For, if a had been x + y, ma would have been mx + my. But since a is less than x + y by z, too much by z has been repeated every time that x + y has been repeated;—that is, mz too much has been taken; consequently, ma is not mx + my, but mx + my-mz. Similar reasoning may be applied to other cases, and the following results may be obtained:

m(a + b + c - d) = ma + mb + mc - md. a(a - b) = aa - ab b(a - b) = ba - bb. 3(2a - 4b) = 6a - 12b. 7a(7 + 2b) = 49a + 14ab. (aa + a + 1)a = aaa + aa + a. (3ab - 2c)4abc = 12aabbc - 8abcc.
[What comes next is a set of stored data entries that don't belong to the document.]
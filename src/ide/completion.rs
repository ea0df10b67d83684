//! Completion suggestions implementation.

use std::sync::Arc;

use crate::base::{Position, text_utils::word_prefix_before};
use crate::context::GrammarContext;
use crate::parser::{SyntaxKind, Token, tokenize};
use crate::semantic::{Symbol, SymbolKind, SymbolTable};

/// Kind of completion item.
#[derive(Clone, Copy, Debug, PartialEq, Eq)]
pub enum CompletionKind {
    Keyword,
    ParserRule,
    LexerToken,
    Channel,
    Mode,
    LexerCommand,
}

impl CompletionKind {
    /// Convert to LSP completion item kind number.
    pub fn to_lsp(&self) -> u32 {
        match self {
            CompletionKind::Keyword => 14,      // Keyword
            CompletionKind::ParserRule => 3,    // Function
            CompletionKind::LexerToken => 21,   // Constant
            CompletionKind::Channel => 20,      // EnumMember
            CompletionKind::Mode => 9,          // Module
            CompletionKind::LexerCommand => 2,  // Method
        }
    }

    fn of(kind: SymbolKind) -> Option<Self> {
        match kind {
            SymbolKind::ParserRule => Some(Self::ParserRule),
            SymbolKind::LexerRule
            | SymbolKind::FragmentLexerToken
            | SymbolKind::VirtualLexerToken
            | SymbolKind::BuiltInLexerToken => Some(Self::LexerToken),
            SymbolKind::TokenChannel | SymbolKind::BuiltInChannel => Some(Self::Channel),
            SymbolKind::LexerMode | SymbolKind::BuiltInMode => Some(Self::Mode),
            _ => None,
        }
    }
}

/// A completion suggestion.
#[derive(Clone, Debug)]
pub struct CompletionItem {
    /// The text to insert.
    pub label: Arc<str>,
    /// The kind of completion.
    pub kind: CompletionKind,
    /// Detail text (shown after label).
    pub detail: Option<Arc<str>>,
    /// Documentation (shown in popup).
    pub documentation: Option<Arc<str>>,
    /// Sort priority (lower = higher priority).
    pub sort_priority: u32,
}

impl CompletionItem {
    /// Create a new completion item.
    pub fn new(label: impl Into<Arc<str>>, kind: CompletionKind) -> Self {
        Self {
            label: label.into(),
            kind,
            detail: None,
            documentation: None,
            sort_priority: 100,
        }
    }

    /// Set the detail text.
    pub fn with_detail(mut self, detail: impl Into<Arc<str>>) -> Self {
        self.detail = Some(detail.into());
        self
    }

    /// Set the sort priority.
    pub fn with_priority(mut self, priority: u32) -> Self {
        self.sort_priority = priority;
        self
    }

    /// Create from a grammar symbol, `None` for kinds that are never completed.
    pub fn from_symbol(symbol: &Symbol) -> Option<Self> {
        let mut item = Self::new(symbol.name.as_str(), CompletionKind::of(symbol.kind)?)
            .with_detail(symbol.kind.description());
        item.documentation = symbol.description.as_deref().map(Arc::from);
        Some(item)
    }
}

const TOP_LEVEL_KEYWORDS: [&str; 9] = [
    "grammar", "lexer", "parser", "fragment", "import", "options", "tokens", "channels", "mode",
];

const LEXER_COMMANDS: [&str; 7] = ["skip", "more", "popMode", "mode", "pushMode", "type", "channel"];

/// Get completion suggestions at a position.
///
/// Candidates come from the grammar itself, then its dependencies, then the
/// runtime built-ins; only names starting with the word left of the cursor
/// (case-insensitive) are returned.
pub fn completions(
    context: &GrammarContext,
    dependencies: &[&GrammarContext],
    position: Position,
) -> Vec<CompletionItem> {
    let index = context.line_index();
    let (Some(offset), Some(line)) = (index.offset(position), index.line_text(position.row)) else {
        return Vec::new();
    };
    let prefix = word_prefix_before(line, position.column as usize);
    let tokens = tokenize(context.source());
    let place = place_at(&tokens, offset.saturating_sub(prefix.len()));

    let mut items = Vec::new();
    match place {
        Place::TopLevel => items.extend(keywords(&TOP_LEVEL_KEYWORDS, CompletionKind::Keyword)),
        Place::LexerCommand => items.extend(keywords(&LEXER_COMMANDS, CompletionKind::LexerCommand)),
        Place::Prequel => {}
        _ => {
            let builtins = SymbolTable::builtins();
            let tables = std::iter::once((context.symbol_table(), 10))
                .chain(dependencies.iter().map(|d| (d.symbol_table(), 20)))
                .chain(std::iter::once((&builtins, 30)));
            for (table, priority) in tables {
                items.extend(
                    table
                        .iter_symbols()
                        .filter(|symbol| place.accepts(symbol.kind))
                        .filter_map(CompletionItem::from_symbol)
                        .map(|item| item.with_priority(priority)),
                );
            }
        }
    }

    let prefix = prefix.to_lowercase();
    items.retain(|item| item.label.to_lowercase().starts_with(&prefix));
    items.sort_by(|a, b| {
        a.sort_priority
            .cmp(&b.sort_priority)
            .then_with(|| a.label.cmp(&b.label))
    });

    // Deduplicate by label, keeping the closest definition
    let mut seen = std::collections::HashSet::new();
    items.retain(|item| seen.insert(item.label.clone()));
    items
}

fn keywords(words: &[&str], kind: CompletionKind) -> Vec<CompletionItem> {
    words
        .iter()
        .enumerate()
        .map(|(i, word)| CompletionItem::new(*word, kind).with_priority(40 + i as u32))
        .collect()
}

/// Where in the grammar structure the cursor is.
#[derive(Debug, Clone, Copy, PartialEq, Eq)]
enum Place {
    TopLevel,
    /// Inside an `options`, `tokens` or `channels` block
    Prequel,
    ParserBody,
    LexerBody,
    LexerCommand,
    Channel,
    Mode,
}

impl Place {
    fn accepts(self, kind: SymbolKind) -> bool {
        match self {
            Place::ParserBody => matches!(
                kind,
                SymbolKind::ParserRule
                    | SymbolKind::LexerRule
                    | SymbolKind::VirtualLexerToken
                    | SymbolKind::BuiltInLexerToken
            ),
            Place::LexerBody => matches!(
                kind,
                SymbolKind::LexerRule | SymbolKind::FragmentLexerToken
            ),
            Place::Channel => SymbolKind::CHANNELS.contains(&kind),
            Place::Mode => SymbolKind::MODES.contains(&kind),
            Place::TopLevel | Place::Prequel | Place::LexerCommand => false,
        }
    }
}

/// Classifies `offset` by replaying the significant tokens before it.
fn place_at(tokens: &[Token], offset: usize) -> Place {
    let significant: Vec<&Token> = tokens
        .iter()
        .filter(|t| !t.kind.is_trivia() && u32::from(t.end()) as usize <= offset)
        .collect();

    let mut blocks = 0usize;
    let mut header: Option<bool> = None;
    let mut body: Option<bool> = None;
    let mut commands = false;
    for token in &significant {
        match token.kind {
            SyntaxKind::OPTIONS_KW | SyntaxKind::TOKENS_KW | SyntaxKind::CHANNELS_KW => blocks += 1,
            SyntaxKind::R_BRACE => blocks = blocks.saturating_sub(1),
            _ if blocks > 0 => {}
            SyntaxKind::SEMI => {
                header = None;
                body = None;
                commands = false;
            }
            SyntaxKind::TOKEN_REF | SyntaxKind::RULE_REF | SyntaxKind::FRAGMENT_KW
                if body.is_none() && header.is_none() =>
            {
                header = Some(token.kind != SyntaxKind::RULE_REF);
            }
            SyntaxKind::COLON if body.is_none() => body = Some(header.take().unwrap_or(false)),
            SyntaxKind::ARROW if body == Some(true) => commands = true,
            SyntaxKind::PIPE => commands = false,
            _ => {}
        }
    }

    if blocks > 0 {
        return Place::Prequel;
    }
    match body {
        None => Place::TopLevel,
        Some(_) if commands => match significant.as_slice() {
            [.., command, last] if last.kind == SyntaxKind::L_PAREN => match command.text {
                "channel" => Place::Channel,
                "mode" | "pushMode" => Place::Mode,
                _ => Place::LexerBody,
            },
            _ => Place::LexerCommand,
        },
        Some(true) => Place::LexerBody,
        Some(false) => Place::ParserBody,
    }
}

#[cfg(test)]
mod tests {
    use super::*;
    use rstest::rstest;

    const GRAMMAR: &str = "grammar T;\nchannels { COMMENTS }\nexpr: term;\nterm: ID;\nID: Letter+;\nfragment Letter: [a-z];\nmode Inside;\nX: 'x';\n";

    fn labels(source: &str, row: u32, column: u32) -> Vec<String> {
        let context = GrammarContext::new("T.g4", source);
        completions(&context, &[], Position::new(row, column))
            .into_iter()
            .map(|item| item.label.to_string())
            .collect()
    }

    #[rstest]
    #[case("grammar T;\n\n", 2, 0, "grammar")]
    #[case("grammar T;\nr: a;\nfr", 3, 2, "fragment")]
    fn test_top_level_keywords(
        #[case] source: &str,
        #[case] row: u32,
        #[case] column: u32,
        #[case] expected: &str,
    ) {
        assert!(labels(source, row, column).contains(&expected.to_string()));
    }

    #[test]
    fn test_parser_body_offers_rules_and_tokens() {
        let source = format!("{GRAMMAR}s: ");
        let items = labels(&source, 9, 3);
        assert!(items.contains(&"expr".to_string()));
        assert!(items.contains(&"ID".to_string()));
        assert!(items.contains(&"EOF".to_string()));
        assert!(!items.contains(&"Letter".to_string()));
        assert!(!items.contains(&"grammar".to_string()));
    }

    #[test]
    fn test_prefix_filters_candidates() {
        let source = format!("{GRAMMAR}s: te");
        assert_eq!(labels(&source, 9, 5), vec!["term".to_string()]);
    }

    #[test]
    fn test_lexer_body_offers_fragments() {
        let source = format!("{GRAMMAR}Y: Le");
        assert_eq!(labels(&source, 9, 5), vec!["Letter".to_string()]);
    }

    #[test]
    fn test_lexer_command_arguments() {
        let source = format!("{GRAMMAR}WS: ' ' -> channel(");
        let items = labels(&source, 9, 19);
        assert!(items.contains(&"COMMENTS".to_string()));
        assert!(items.contains(&"HIDDEN".to_string()));

        let source = format!("{GRAMMAR}WS: ' ' -> pushMode(");
        let items = labels(&source, 9, 20);
        assert_eq!(items, vec!["Inside".to_string(), "DEFAULT_MODE".to_string()]);

        let source = format!("{GRAMMAR}WS: ' ' -> s");
        assert_eq!(labels(&source, 9, 12), vec!["skip".to_string()]);
    }

    #[test]
    fn test_completion_kind_to_lsp() {
        assert_eq!(CompletionKind::Keyword.to_lsp(), 14);
        assert_eq!(CompletionKind::ParserRule.to_lsp(), 3);
    }

    #[test]
    fn test_out_of_range_position() {
        assert!(labels("grammar T;", 40, 0).is_empty());
    }
}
55. There is another way in which two numbers may be multiplied together Since 8 is 4 times 2, 7 times 8 may be made by multiplying 7 and 4, and then multiplying that product by 2. To shew this, place 7 counters in a line, and repeat that line in all 8 times, as in figures I. and II.

The number of counters in all is 8 times 7, or 56. But (as in fig. I.) enclose each four rows in oblong figures, such as and The number in each oblong is 4 times 7, or 28, and there are two of those oblongs; so that in the whole the number of counters is twice 28, or 28 x 2, or 7 first multiplied by 4, and that product multiplied by 2. In figure II. it is shewn that 7 multiplied by 8 is also 7 first multiplied by 2, and that product multiplied by 4. The same method may be applied to other numbers. Thus, since 80 is 8 times 10, 256 times 80 is 256 multiplied by 8, and that product multiplied by 10. If we use the signs, the foregoing assertions are made thus:

7 × 8 = 7 × 4 × 2 = 7 × 2 × 4.

256 × 80 = 256 × 8 × 10 = 256 × 10 × 8.

EXERCISES.

Shew that 2 × 3 × 4 × 5 = 2 × 4 × 3 × 5 = 5 × 4 × 2 × 3, &c.

Shew that 18 × 100 = 18 × 57 + 18 × 43.

56. Articles (51) and (55) may be expressed in the following way, where by ab we mean a taken b times; by abc, a taken b times, and the result taken c times.

ab = ba.

abc = acb = bca = bac, &c.

abc = a × (bc) = b × (ca) = c × (ab).

If we would say that the same results are produced by multiplying by b, c, and d, one after the other, and by the product bcd at once, we write the following:

a × b × c × d = a × bcd.

The fact is, that if any numbers are to be multiplied together, the product of any two or more may be formed, and substituted instead of those two or more; thus, the product abcdef may be formed by multiplying

ab cde f abf de c abc def &c.

57. In order to multiply by 10, annex a cipher to the right hand of the multiplicand. Thus, 10 times 2356 is 23560. To shew this, write 2356 at length which is

2 thousands, 3 hundreds, 5 tens, and 6 units

Take each of these parts ten times, which, by (52), is the same as multiplying the whole number by 10, and it will then become

2 tens of thou. 3 tens of hun. 5 tens of tens, and 6 tens, which is

2 ten-thou. 3 thous. 5 hun. and 6 tens.

This must be written 23560, because 6 is not to be 6 units, but 6 tens. Therefore 2356 × 10 = 23560.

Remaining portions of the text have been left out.